[OpenAFS] Strange caching failures
Stephan Wonczak
a0033@rrz.uni-koeln.de
Thu, 28 Feb 2013 15:37:29 +0100 (CET)
Hi all!
for the past few weeks, we are struck with a very weird behavior
regarding cache updates of AFS clients. It looks like sometimes the
callback does not work and one client is stuck with an older version of
the file in question. Example:
Write to file 'foo' on client A every five minutes.
Clients B,C and D dutifully update their caches and see the updates
After some time, suddenly Client B dows not see the updates any more,
while clients C and D continue working fine.
A 'fs flush foo' on client B corrects the problem.
Other files are *NOT* affected and are updated fine on Client B.

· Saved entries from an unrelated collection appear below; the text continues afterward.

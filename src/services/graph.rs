use std::collections::{HashMap, HashSet};

use serde::Serialize;
use uuid::Uuid;

use crate::models::assignment::Assignment;
use crate::models::member::Member;

/// A member as seen by graph queries.
#[derive(Debug, Clone, Serialize, PartialEq)]
pub struct GraphNode {
    #[serde(skip_serializing)]
    pub id: Uuid,
    pub name: String,
    pub code_name: Option<String>,
}

impl GraphNode {
    pub fn display_name(&self) -> &str {
        self.code_name.as_deref().unwrap_or(&self.name)
    }

    fn sort_key(&self) -> String {
        self.display_name().to_lowercase()
    }
}

pub struct Neighbors<'a> {
    pub gives_to: &'a GraphNode,
    pub receives_from: &'a GraphNode,
}

/// The giver→receiver relation of a frozen group as an explicit adjacency
/// structure. Every node has out-degree and in-degree exactly one, so the
/// graph is a disjoint union of simple cycles of length ≥ 2 covering every
/// member, and traversal is linear with trivially bounded termination.
pub struct RelationshipGraph {
    nodes: HashMap<Uuid, GraphNode>,
    succ: HashMap<Uuid, Uuid>,
    pred: HashMap<Uuid, Uuid>,
}

impl RelationshipGraph {
    pub fn build(members: &[Member], assignments: &[Assignment]) -> Self {
        let nodes = members
            .iter()
            .map(|m| {
                (
                    m.id,
                    GraphNode {
                        id: m.id,
                        name: m.name.clone(),
                        code_name: m.code_name.clone(),
                    },
                )
            })
            .collect();
        let mut succ = HashMap::new();
        let mut pred = HashMap::new();
        for a in assignments {
            succ.insert(a.giver_id, a.receiver_id);
            pred.insert(a.receiver_id, a.giver_id);
        }
        Self { nodes, succ, pred }
    }

    /// True when no draw exists (or it was reset).
    pub fn is_empty(&self) -> bool {
        self.succ.is_empty()
    }

    pub fn node(&self, id: Uuid) -> Option<&GraphNode> {
        self.nodes.get(&id)
    }

    /// The single outgoing and single incoming edge of a member.
    pub fn neighbors_of(&self, id: Uuid) -> Option<Neighbors<'_>> {
        let gives_to = self.nodes.get(self.succ.get(&id)?)?;
        let receives_from = self.nodes.get(self.pred.get(&id)?)?;
        Some(Neighbors {
            gives_to,
            receives_from,
        })
    }

    /// The full cycle containing `id`, starting there and following
    /// outgoing edges until the walk closes. At most N steps; nodes outside
    /// the cycle are never touched. Empty when `id` has no assignment.
    pub fn chain_of(&self, id: Uuid) -> Vec<&GraphNode> {
        let mut chain = Vec::new();
        let mut current = id;
        for _ in 0..self.nodes.len() {
            let Some(node) = self.nodes.get(&current) else {
                break;
            };
            let Some(&next) = self.succ.get(&current) else {
                break;
            };
            chain.push(node);
            if next == id {
                return chain;
            }
            current = next;
        }
        // The walk did not close: no draw for this member.
        Vec::new()
    }

    /// Cycle decomposition in deterministic order: each cycle starts at its
    /// lexicographically-smallest member and cycles are listed by that key.
    pub fn cycles(&self) -> Vec<Vec<&GraphNode>> {
        let mut visited: HashSet<Uuid> = HashSet::new();
        let mut cycles = Vec::new();
        for node in self.nodes_sorted() {
            if visited.contains(&node.id) || !self.succ.contains_key(&node.id) {
                continue;
            }
            let chain = self.chain_of(node.id);
            for n in &chain {
                visited.insert(n.id);
            }
            if !chain.is_empty() {
                cycles.push(chain);
            }
        }
        cycles
    }

    /// All members in render order: code name when present, else real name.
    pub fn nodes_sorted(&self) -> Vec<&GraphNode> {
        let mut nodes: Vec<&GraphNode> = self.nodes.values().collect();
        nodes.sort_by_key(|n| n.sort_key());
        nodes
    }

    /// Every giver→receiver edge, ordered by giver.
    pub fn edges_sorted(&self) -> Vec<(&GraphNode, &GraphNode)> {
        let mut edges: Vec<(&GraphNode, &GraphNode)> = self
            .succ
            .iter()
            .filter_map(|(g, r)| Some((self.nodes.get(g)?, self.nodes.get(r)?)))
            .collect();
        edges.sort_by_key(|(g, _)| g.sort_key());
        edges
    }
}

#[cfg(test)]
mod tests {
    use super::*;
    use chrono::Utc;

    fn member(name: &str, code_name: Option<&str>) -> Member {
        Member {
            id: Uuid::new_v4(),
            group_id: Uuid::nil(),
            member_code: Uuid::new_v4(),
            name: name.to_string(),
            code_name: code_name.map(str::to_string),
            joined_at: Utc::now(),
        }
    }

    fn edge(giver: &Member, receiver: &Member) -> Assignment {
        Assignment {
            id: Uuid::new_v4(),
            group_id: Uuid::nil(),
            giver_id: giver.id,
            receiver_id: receiver.id,
            created_at: Utc::now(),
        }
    }

    /// Two cycles: a ↔ b and c → d → e → c.
    fn two_cycle_graph() -> (Vec<Member>, Vec<Assignment>) {
        let members: Vec<Member> = ["alice", "bob", "carol", "dave", "erin"]
            .iter()
            .map(|n| member(n, None))
            .collect();
        let assignments = vec![
            edge(&members[0], &members[1]),
            edge(&members[1], &members[0]),
            edge(&members[2], &members[3]),
            edge(&members[3], &members[4]),
            edge(&members[4], &members[2]),
        ];
        (members, assignments)
    }

    #[test]
    fn neighbors_are_the_two_incident_edges() {
        let (members, assignments) = two_cycle_graph();
        let graph = RelationshipGraph::build(&members, &assignments);
        let n = graph.neighbors_of(members[3].id).unwrap();
        assert_eq!(n.gives_to.name, "erin");
        assert_eq!(n.receives_from.name, "carol");
    }

    #[test]
    fn chain_closes_and_stays_inside_its_cycle() {
        let (members, assignments) = two_cycle_graph();
        let graph = RelationshipGraph::build(&members, &assignments);

        let chain = graph.chain_of(members[2].id);
        let names: Vec<&str> = chain.iter().map(|n| n.name.as_str()).collect();
        assert_eq!(names, vec!["carol", "dave", "erin"]);

        // Walking neighbors_of from any chain member returns in chain-length steps.
        let mut current = members[3].id;
        for _ in 0..chain.len() {
            current = graph.neighbors_of(current).unwrap().gives_to.id;
        }
        assert_eq!(current, members[3].id);
    }

    #[test]
    fn chain_of_unknown_member_is_empty() {
        let (members, assignments) = two_cycle_graph();
        let graph = RelationshipGraph::build(&members, &assignments);
        assert!(graph.chain_of(Uuid::new_v4()).is_empty());
    }

    #[test]
    fn empty_graph_after_reset_has_no_chains() {
        let (members, _) = two_cycle_graph();
        let graph = RelationshipGraph::build(&members, &[]);
        assert!(graph.is_empty());
        assert!(graph.chain_of(members[0].id).is_empty());
        assert!(graph.neighbors_of(members[0].id).is_none());
    }

    #[test]
    fn cycles_cover_every_member_exactly_once() {
        let (members, assignments) = two_cycle_graph();
        let graph = RelationshipGraph::build(&members, &assignments);
        let cycles = graph.cycles();
        assert_eq!(cycles.len(), 2);
        let total: usize = cycles.iter().map(Vec::len).sum();
        assert_eq!(total, members.len());
        let mut ids: Vec<Uuid> = cycles.iter().flatten().map(|n| n.id).collect();
        ids.sort();
        ids.dedup();
        assert_eq!(ids.len(), members.len());
    }

    #[test]
    fn render_order_prefers_code_names() {
        let members = vec![
            member("zoe", Some("Blitzen")),
            member("adam", None),
            member("mia", Some("Comet")),
        ];
        let graph = RelationshipGraph::build(&members, &[]);
        let order: Vec<&str> = graph
            .nodes_sorted()
            .iter()
            .map(|n| n.display_name())
            .collect();
        assert_eq!(order, vec!["adam", "Blitzen", "Comet"]);
    }
}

This behavior is not really repeatable, though, sometimes it is client D
that stops working, or any other client.
When taking into account that the clients I am talking about here are
web servers, you can imagine that this behavior is less than desirable.
Now for the versions:
Clients are a mix of 1.4.x and 1.6.x (mainly 1.6.1-1.el5 and 1.4.12-el5,
with other versions thrown into the mix).

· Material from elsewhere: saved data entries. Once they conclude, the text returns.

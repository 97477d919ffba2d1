use std::path::PathBuf;

use clap::Args;
use idlemod_archive::ModPack;
use miette::{Context, Result};
use tracing::info;

#[derive(Args)]
pub struct PackmodArgs {
    /// The game the container belongs to (mhk_1, mhk_2.en, mhk_2.de, mhk_3, mhk_4)
    #[arg(value_name = "GAME")]
    game: String,

    /// The unmodified container of the game
    #[arg(value_name = "ORIGINAL")]
    original: PathBuf,

    /// The modded container to create
    #[arg(value_name = "OUTPUT")]
    output: PathBuf,

    /// Mod directories, later ones replace files of earlier ones
    #[arg(value_name = "MOD", required = true)]
    mods: Vec<PathBuf>,
}

impl PackmodArgs {
    pub fn handle(&self) -> Result<()> {
        info!(
            "applying {} mods to {}",
            self.mods.len(),
            self.original.display()
        );

        ModPack::builder()
            .game(&self.game)
            .original(&self.original)
            .output(&self.output)
            .mods(self.mods.clone())
            .build()
            .run()
            .context(format!("creating {}", self.output.display()))?;

        Ok(())
    }
}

Servers are version 1.4.11-el5.
OS on both clients and server is RHEL5
It might be a coincidence, but we became aware of this problem shortly
after updating a bunch of clients to 1.6.1-1.el5.
Any ideas on how to go about debugging this?
Dipl. Chem. Dr. Stephan Wonczak
Regionales Rechenzentrum der Universitaet zu Koeln (RRZK)
Universitaet zu Koeln, Weyertal 121, 50931 Koeln
Tel: +49/(0)221/470-89583, Fax: +49/(0)221/470-89625